--- Data listing Enclosed Below ---
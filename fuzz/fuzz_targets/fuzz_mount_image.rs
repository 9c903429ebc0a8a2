#![no_main]
use arbitrary::Arbitrary;
use libfuzzer_sys::fuzz_target;
use std::io::Read;
use std::sync::Arc;
use wirefs::sim::{SimBus, SimDevice};
use wirefs::{CacheRegistry, DeviceAddress, WireFile, WireFsConfig};

const ADDR: DeviceAddress = DeviceAddress(0x2D00_0000_0000_0F01);
const PAGES: usize = 16;
const PAGE_LEN: usize = 32;

#[derive(Debug, Arbitrary)]
struct Image {
    write_once: bool,
    pages: Vec<(u8, [u8; PAGE_LEN])>,
    redirects: Vec<(u8, u8)>,
}

fn walk(file: &WireFile, depth: usize) {
    if depth > 4 {
        return;
    }
    if let Ok(true) = file.is_directory() {
        for name in file.list().unwrap_or_default() {
            if let Ok(child) = file.child(&name) {
                walk(&child, depth + 1);
            }
        }
    } else if let Ok(mut reader) = file.reader() {
        let mut sink = Vec::new();
        let _ = reader.read_to_end(&mut sink);
    }
}

// Mounting an arbitrary page image must fail cleanly, never panic or hang
fuzz_target!(|image: Image| {
    let device = if image.write_once {
        SimDevice::write_once(ADDR, PAGES, PAGE_LEN)
    } else {
        SimDevice::rewritable(ADDR, PAGES, PAGE_LEN)
    };
    for (page, bytes) in &image.pages {
        device.program(*page as usize % PAGES, bytes);
    }
    if image.write_once {
        for (page, target) in &image.redirects {
            device.set_redirect(*page as usize % PAGES, *target as usize % PAGES);
        }
    }

    let bus = Arc::new(SimBus::new(vec![device]));
    let registry = CacheRegistry::new(bus, WireFsConfig::default());
    if let Ok(root) = WireFile::new(registry, &[ADDR], "/") {
        walk(&root, 0);
    }
});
--- End of Enclosed Data listing ---
* **Exercise brief**: Each line of the material above must be retyped exactly as written.

* **Solution to this problem**:
filename fuzz/fuzz_targets/fuzz_mount_image.rs
repository 9c903429ebc0a8a2
#![no_main]
use arbitrary::Arbitrary;
use libfuzzer_sys::fuzz_target;
use std::io::Read;
use std::sync::Arc;
use wirefs::sim::{SimBus, SimDevice};
use wirefs::{CacheRegistry, DeviceAddress, WireFile, WireFsConfig};

const ADDR: DeviceAddress = DeviceAddress(0x2D00_0000_0000_0F01);
const PAGES: usize = 16;
const PAGE_LEN: usize = 32;

#[derive(Debug, Arbitrary)]
struct Image {
    write_once: bool,
    pages: Vec<(u8, [u8; PAGE_LEN])>,
    redirects: Vec<(u8, u8)>,
}

fn walk(file: &WireFile, depth: usize) {
    if depth > 4 {
        return;
    }
    if let Ok(true) = file.is_directory() {
        for name in file.list().unwrap_or_default() {
            if let Ok(child) = file.child(&name) {
                walk(&child, depth + 1);
            }
        }
    } else if let Ok(mut reader) = file.reader() {
        let mut sink = Vec::new();
        let _ = reader.read_to_end(&mut sink);
    }
}

// Mounting an arbitrary page image must fail cleanly, never panic or hang
fuzz_target!(|image: Image| {
    let device = if image.write_once {
        SimDevice::write_once(ADDR, PAGES, PAGE_LEN)
    } else {
        SimDevice::rewritable(ADDR, PAGES, PAGE_LEN)
    };
    for (page, bytes) in &image.pages {
        device.program(*page as usize % PAGES, bytes);
    }
    if image.write_once {
        for (page, target) in &image.redirects {
            device.set_redirect(*page as usize % PAGES, *target as usize % PAGES);
        }
    }

    let bus = Arc::new(SimBus::new(vec![device]));
    let registry = CacheRegistry::new(bus, WireFsConfig::default());
    if let Ok(root) = WireFile::new(registry, &[ADDR], "/") {
        walk(&root, 0);
    }
});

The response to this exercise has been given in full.